Work task: Report all lines of the data below that hold the word "OsRng".

↓↓↓

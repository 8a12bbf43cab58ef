//! Password hashing.
//!
//! Argon2 with a per-password random salt. Handlers run these under
//! `tokio::task::spawn_blocking`; hashing is deliberately expensive
//! and must not stall the async runtime.

use argon2::password_hash::rand_core::OsRng;
use argon2::password_hash::SaltString;
use argon2::{Argon2, PasswordHash, PasswordHasher, PasswordVerifier};

/// Hash a password with a freshly generated salt.
///
/// # Errors
///
/// Returns an error if hashing fails (effectively only on invalid
/// parameters).
pub fn hash_password(password: &str) -> Result<String, argon2::password_hash::Error> {
    let salt = SaltString::generate(&mut OsRng);
    Ok(Argon2::default()
        .hash_password(password.as_bytes(), &salt)?
        .to_string())
}

/// Check a password against a stored hash.
///
/// Unparseable stored hashes count as a mismatch rather than an error;
/// callers respond with the same generic 401 either way.
#[must_use]
pub fn verify_password(password: &str, stored_hash: &str) -> bool {
    PasswordHash::new(stored_hash)
        .map(|parsed| {
            Argon2::default()
                .verify_password(password.as_bytes(), &parsed)
                .is_ok()
        })
        .unwrap_or(false)
}
//! Page/limit handling for road listings.

/// Clamped pagination parameters.
#[derive(Debug, Clone, Copy, PartialEq, Eq)]
pub struct PageParams {
    /// 1-based page number.
    pub page: i64,

    /// Rows per page, in [1, 100].
    pub limit: i64,
}

impl PageParams {
    /// Default rows per page.
    pub const DEFAULT_LIMIT: i64 = 25;

    /// Maximum rows per page.
    pub const MAX_LIMIT: i64 = 100;

    /// Build parameters from raw query values, applying defaults and
    /// clamping out-of-range inputs instead of rejecting them.
    #[must_use]
    pub fn clamped(page: Option<i64>, limit: Option<i64>) -> Self {
        Self {
            page: page.unwrap_or(1).max(1),
            limit: limit.unwrap_or(Self::DEFAULT_LIMIT).clamp(1, Self::MAX_LIMIT),
        }
    }

    /// Row offset for this page.
    #[must_use]
    pub const fn offset(&self) -> i64 {
        (self.page - 1) * self.limit
    }
}

impl Default for PageParams {
    fn default() -> Self {
        Self::clamped(None, None)
    }
}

↑↑↑

Task response:
use argon2::password_hash::rand_core::OsRng;
    let salt = SaltString::generate(&mut OsRng);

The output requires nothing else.